— Assigned task —
Please restate each entry that follows word for word.

— Entries shown —

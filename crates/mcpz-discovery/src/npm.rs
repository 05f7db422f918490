use crate::cache::SkillCache;
use crate::descriptor::{PluginDescriptor, SkillDescriptor};
use crate::source::{list_dir, read_plugin, CapabilitySource};
use async_trait::async_trait;
use mcpz_config::PluginOrigin;
use mcpz_core::{McpzError, McpzResult};
use std::path::{Path, PathBuf};
use tracing::{debug, info};

/// Plugins installed as global npm packages, and skills installed from the
/// skills registry into the local cache.
///
/// A global package is a plugin when its `package.json` has an `mcpz` key.
#[derive(Debug, Clone)]
pub struct NpmGlobalSource {
    node_modules: PathBuf,
    skill_cache: SkillCache,
}

impl NpmGlobalSource {
    /// Scan `node_modules` for plugins and `skill_cache` for skills.
    pub fn new(node_modules: impl Into<PathBuf>, skill_cache: SkillCache) -> Self {
        Self {
            node_modules: node_modules.into(),
            skill_cache,
        }
    }

    /// Ask `npm root -g` where global packages live.
    pub async fn locate(skill_cache: SkillCache) -> McpzResult<Self> {
        let output = tokio::process::Command::new("npm")
            .args(["root", "-g"])
            .output()
            .await
            .map_err(|e| McpzError::Discovery(format!("failed to run npm: {e}")))?;
        if !output.status.success() {
            return Err(McpzError::Discovery(format!(
                "npm root -g exited with {}",
                output.status
            )));
        }
        let root = String::from_utf8_lossy(&output.stdout).trim().to_string();
        debug!(root = %root, "Global node_modules located");
        Ok(Self::new(root, skill_cache))
    }

    /// The scanned `node_modules` directory.
    pub fn node_modules(&self) -> &Path {
        &self.node_modules
    }

    /// Package directories, descending one level into `@scope/` directories.
    async fn package_dirs(&self) -> McpzResult<Vec<PathBuf>> {
        let mut dirs = Vec::new();
        for path in list_dir(&self.node_modules).await? {
            let Some(name) = path.file_name().and_then(|n| n.to_str()) else {
                continue;
            };
            if name.starts_with('.') || !path.is_dir() {
                continue;
            }
            if name.starts_with('@') {
                dirs.extend(list_dir(&path).await?.into_iter().filter(|p| p.is_dir()));
            } else {
                dirs.push(path);
            }
        }
        Ok(dirs)
    }
}

#[async_trait]
impl CapabilitySource for NpmGlobalSource {
    fn name(&self) -> &str {
        "npm"
    }

    async fn discover_plugins(&self) -> McpzResult<Vec<PluginDescriptor>> {
        let mut found = Vec::new();
        for dir in self.package_dirs().await? {
            if let Some(plugin) = read_plugin(&dir.join("package.json"), PluginOrigin::Npm).await {
                found.push(plugin);
            }
        }
        info!(root = %self.node_modules.display(), plugins = found.len(), "npm plugins discovered");
        Ok(found)
    }

    async fn discover_skills(&self) -> McpzResult<Vec<SkillDescriptor>> {
        let index_path = self.skill_cache.index_path();
        let skills: Vec<_> = self
            .skill_cache
            .load()
            .await?
            .into_values()
            .map(|manifest| manifest.into_descriptor(&index_path))
            .collect();
        info!(skills = skills.len(), "Cached registry skills discovered");
        Ok(skills)
    }
}

#[cfg(test)]
#[allow(clippy::unwrap_used, clippy::expect_used)]
mod tests {
    use super::*;
    use crate::descriptor::SkillManifest;

    fn write_package(root: &Path, dir: &str, json: &str) {
        let path = root.join(dir);
        std::fs::create_dir_all(&path).unwrap();
        std::fs::write(path.join("package.json"), json).unwrap();
    }

    #[tokio::test]
    async fn test_scans_scoped_packages_and_ignores_plain_ones() {
        let dir = tempfile::tempdir().unwrap();
        let nm = dir.path().join("node_modules");
        write_package(
            &nm,
            "@acme/mcpz-git",
            r#"{"name":"@acme/mcpz-git","version":"1.0.0","mcpz":{"servers":[{"name":"git","command":"node","args":["git.js"]}]}}"#,
        );
        write_package(&nm, "typescript", r#"{"name":"typescript","version":"5.0.0"}"#);
        write_package(
            &nm,
            "mcpz-web",
            r#"{"name":"mcpz-web","version":"0.3.0","mcpz":{"servers":[]}}"#,
        );
        std::fs::create_dir_all(nm.join(".bin")).unwrap();

        let source = NpmGlobalSource::new(&nm, SkillCache::new(dir.path().join("cache")));
        let plugins = source.discover_plugins().await.unwrap();
        let ids: Vec<_> = plugins.iter().map(|p| p.id.as_str()).collect();
        assert_eq!(ids, ["@acme/mcpz-git", "mcpz-web"]);
        assert_eq!(plugins[0].servers[0].name, "git");
        assert_eq!(plugins[0].origin, PluginOrigin::Npm);
    }

    #[tokio::test]
    async fn test_skills_come_from_cache_index() {
        let dir = tempfile::tempdir().unwrap();
        let cache = SkillCache::new(dir.path().join("cache"));
        cache
            .insert(SkillManifest {
                name: "summarize".into(),
                version: "0.2.0".into(),
                description: "Summarize".into(),
                instructions: String::new(),
                tools: Vec::new(),
            })
            .await
            .unwrap();

        let source = NpmGlobalSource::new(dir.path().join("none"), cache);
        let skills = source.discover_skills().await.unwrap();
        assert_eq!(skills[0].id, "summarize");
        assert_eq!(skills[0].version, "0.2.0");
        assert!(source.discover_plugins().await.unwrap().is_empty());
    }
}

— Solution —
filename crates/mcpz-discovery/src/npm.rs
repository 05f7db422f918490
use crate::cache::SkillCache;
use crate::descriptor::{PluginDescriptor, SkillDescriptor};
use crate::source::{list_dir, read_plugin, CapabilitySource};
use async_trait::async_trait;
use mcpz_config::PluginOrigin;
use mcpz_core::{McpzError, McpzResult};
use std::path::{Path, PathBuf};
use tracing::{debug, info};

/// Plugins installed as global npm packages, and skills installed from the
/// skills registry into the local cache.
///
/// A global package is a plugin when its `package.json` has an `mcpz` key.
#[derive(Debug, Clone)]
pub struct NpmGlobalSource {
    node_modules: PathBuf,
    skill_cache: SkillCache,
}

impl NpmGlobalSource {
    /// Scan `node_modules` for plugins and `skill_cache` for skills.
    pub fn new(node_modules: impl Into<PathBuf>, skill_cache: SkillCache) -> Self {
        Self {
            node_modules: node_modules.into(),
            skill_cache,
        }
    }

    /// Ask `npm root -g` where global packages live.
    pub async fn locate(skill_cache: SkillCache) -> McpzResult<Self> {
        let output = tokio::process::Command::new("npm")
            .args(["root", "-g"])
            .output()
            .await
            .map_err(|e| McpzError::Discovery(format!("failed to run npm: {e}")))?;
        if !output.status.success() {
            return Err(McpzError::Discovery(format!(
                "npm root -g exited with {}",
                output.status
            )));
        }
        let root = String::from_utf8_lossy(&output.stdout).trim().to_string();
        debug!(root = %root, "Global node_modules located");
        Ok(Self::new(root, skill_cache))
    }

    /// The scanned `node_modules` directory.
    pub fn node_modules(&self) -> &Path {
        &self.node_modules
    }

    /// Package directories, descending one level into `@scope/` directories.
    async fn package_dirs(&self) -> McpzResult<Vec<PathBuf>> {
        let mut dirs = Vec::new();
        for path in list_dir(&self.node_modules).await? {
            let Some(name) = path.file_name().and_then(|n| n.to_str()) else {
                continue;
            };
            if name.starts_with('.') || !path.is_dir() {
                continue;
            }
            if name.starts_with('@') {
                dirs.extend(list_dir(&path).await?.into_iter().filter(|p| p.is_dir()));
            } else {
                dirs.push(path);
            }
        }
        Ok(dirs)
    }
}

#[async_trait]
impl CapabilitySource for NpmGlobalSource {
    fn name(&self) -> &str {
        "npm"
    }

    async fn discover_plugins(&self) -> McpzResult<Vec<PluginDescriptor>> {
        let mut found = Vec::new();
        for dir in self.package_dirs().await? {
            if let Some(plugin) = read_plugin(&dir.join("package.json"), PluginOrigin::Npm).await {
                found.push(plugin);
            }
        }
        info!(root = %self.node_modules.display(), plugins = found.len(), "npm plugins discovered");
        Ok(found)
    }

    async fn discover_skills(&self) -> McpzResult<Vec<SkillDescriptor>> {
        let index_path = self.skill_cache.index_path();
        let skills: Vec<_> = self
            .skill_cache
            .load()
            .await?
            .into_values()
            .map(|manifest| manifest.into_descriptor(&index_path))
            .collect();
        info!(skills = skills.len(), "Cached registry skills discovered");
        Ok(skills)
    }
}

#[cfg(test)]
#[allow(clippy::unwrap_used, clippy::expect_used)]
mod tests {
    use super::*;
    use crate::descriptor::SkillManifest;

    fn write_package(root: &Path, dir: &str, json: &str) {
        let path = root.join(dir);
        std::fs::create_dir_all(&path).unwrap();
        std::fs::write(path.join("package.json"), json).unwrap();
    }

    #[tokio::test]
    async fn test_scans_scoped_packages_and_ignores_plain_ones() {
        let dir = tempfile::tempdir().unwrap();
        let nm = dir.path().join("node_modules");
        write_package(
            &nm,
            "@acme/mcpz-git",
            r#"{"name":"@acme/mcpz-git","version":"1.0.0","mcpz":{"servers":[{"name":"git","command":"node","args":["git.js"]}]}}"#,
        );
        write_package(&nm, "typescript", r#"{"name":"typescript","version":"5.0.0"}"#);
        write_package(
            &nm,
            "mcpz-web",
            r#"{"name":"mcpz-web","version":"0.3.0","mcpz":{"servers":[]}}"#,
        );
        std::fs::create_dir_all(nm.join(".bin")).unwrap();

        let source = NpmGlobalSource::new(&nm, SkillCache::new(dir.path().join("cache")));
        let plugins = source.discover_plugins().await.unwrap();
        let ids: Vec<_> = plugins.iter().map(|p| p.id.as_str()).collect();
        assert_eq!(ids, ["@acme/mcpz-git", "mcpz-web"]);
        assert_eq!(plugins[0].servers[0].name, "git");
        assert_eq!(plugins[0].origin, PluginOrigin::Npm);
    }

    #[tokio::test]
    async fn test_skills_come_from_cache_index() {
        let dir = tempfile::tempdir().unwrap();
        let cache = SkillCache::new(dir.path().join("cache"));
        cache
            .insert(SkillManifest {
                name: "summarize".into(),
                version: "0.2.0".into(),
                description: "Summarize".into(),
                instructions: String::new(),
                tools: Vec::new(),
            })
            .await
            .unwrap();

        let source = NpmGlobalSource::new(dir.path().join("none"), cache);
        let skills = source.discover_skills().await.unwrap();
        assert_eq!(skills[0].id, "summarize");
        assert_eq!(skills[0].version, "0.2.0");
        assert!(source.discover_plugins().await.unwrap().is_empty());
    }
}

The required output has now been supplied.